Originally Posted by *awdrifter* 
Supposedly on the bigger drives the larger cache does help. Here's a review of the WD RE4-GP 2TB compared to the Caviar GP 2TB. Both drives are 5400rpm and both are 4 platters, but the RE4-GP is faster, partly due to the larger cache.

http://www.pcper.com/article.php?aid...e=expert&pid=3


The RE4-GP 2TB is slower GP 2TB according to those benchmarks.

You cannot make that assumption based on aural density, platter count, and rotational speed alone. The firmware and controller have more of an impact.

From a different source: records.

fn build_kanban(page: &PageDef, entity: &EntityDef) -> Vec<ComponentDef> {
    let Some(status) = entity.status_field() else {
        return empty_state(page, "Add a status field to organize records on a board.");
    };
    let columns: Vec<Value> = status
        .enum_options
        .as_deref()
        .unwrap_or_default()
        .iter()
        .map(|o| json!({ "value": o.value, "label": o.label, "color": o.color }))
        .collect();

    vec![
        header(page, None),
        component(
            format!("{}-columns", entity.id),
            "kanban-board",
            json!({
                "entity": entity.id,
                "statusField": status.id,
                "columns": columns,
                "cardTitleField": entity.display.title_field,
            }),
        ),
    ]
}

fn build_chat(page: &PageDef, entity: &EntityDef) -> Vec<ComponentDef> {
    let message_field = visible_fields(entity)
        .into_iter()
        .find(|f| matches!(f.field_type, FieldType::Richtext | FieldType::String))
        .map(|f| f.id.clone())
        .unwrap_or_else(|| entity.display.title_field.clone());

    vec![
        header(page, None),
        component(
            format!("{}-thread", entity.id),
            "message-thread",
            json!({
                "entity": entity.id,
                "messageField": message_field,
                "sortField": "createdAt",
            }),
        ),
    ]
}

fn build_settings(page: &PageDef) -> Vec<ComponentDef> {
    vec![
        header(page, None),
        component(
            "settings-panels",
            "settings-form",
            json!({ "sections": ["general", "appearance", "features"] }),
        ),
    ]
}
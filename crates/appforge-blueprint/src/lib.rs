//! Schema synthesis for AppForge.
//!
//! This crate turns a [`GenerationContext`] (free-text prompt plus optional
//! structured NLU output) into a complete [`appforge_schema::AppSchema`]:
//!
//! - **Entities**: derived from hints, features, or the prompt's main noun,
//!   degrading to a generic item tracker ([`entities`]).
//! - **Pages**: list/detail/form per entity, plus calendar, board, chat,
//!   dashboard, and settings where the entities call for them ([`pages`]).
//! - **Workflows**: a create/update/delete trio per entity ([`workflows`]).
//! - **Navigation**: sidebar plus per-audience surfaces ([`navigation`]).
//! - **Revision**: narrow patches over an existing schema ([`revision`]).
//!
//! Entry point: [`Synthesizer::generate`].  Generation never fails; missing
//! signal degrades to defaults and is reported through
//! [`GenerationOutcome::warnings`].

pub mod entities;
pub mod intelligence;
pub mod navigation;
pub mod pages;
pub mod revision;
pub mod synthesizer;
pub mod workflows;

pub use entities::{derive_entities, entity_from_hint, feature_entity};
pub use intelligence::{
    EntityHint, GenerationContext, IntelligenceInput, ParsedUtterance,
};
pub use navigation::{build_navigation, surfaces_for};
pub use pages::{generate_pages, pages_for_entity};
pub use revision::{RevisionKind, classify, revise};
pub use synthesizer::{GenerationOutcome, Synthesizer};
pub use workflows::{crud_workflows, generate_workflows};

From the benchmarks, I doubt cache has anything to do with performance. I say this because the percentage advantage does not change very much when looking at the [email protected] vs the [email protected] performance. One would think the larger cache would have more of an impact on the [email protected] benchmark.

Quote:


Originally Posted by *awdrifter* 
You can't really compare the amount of cache on two different designs. But the WD RE4-GP and Caviar GP are based on the same disign, same amount of platters, and the same rpm. The only two differences are the RE4-GP has dual processors and 64mb of cache (vs the Caviar GP's single processor and 32mb).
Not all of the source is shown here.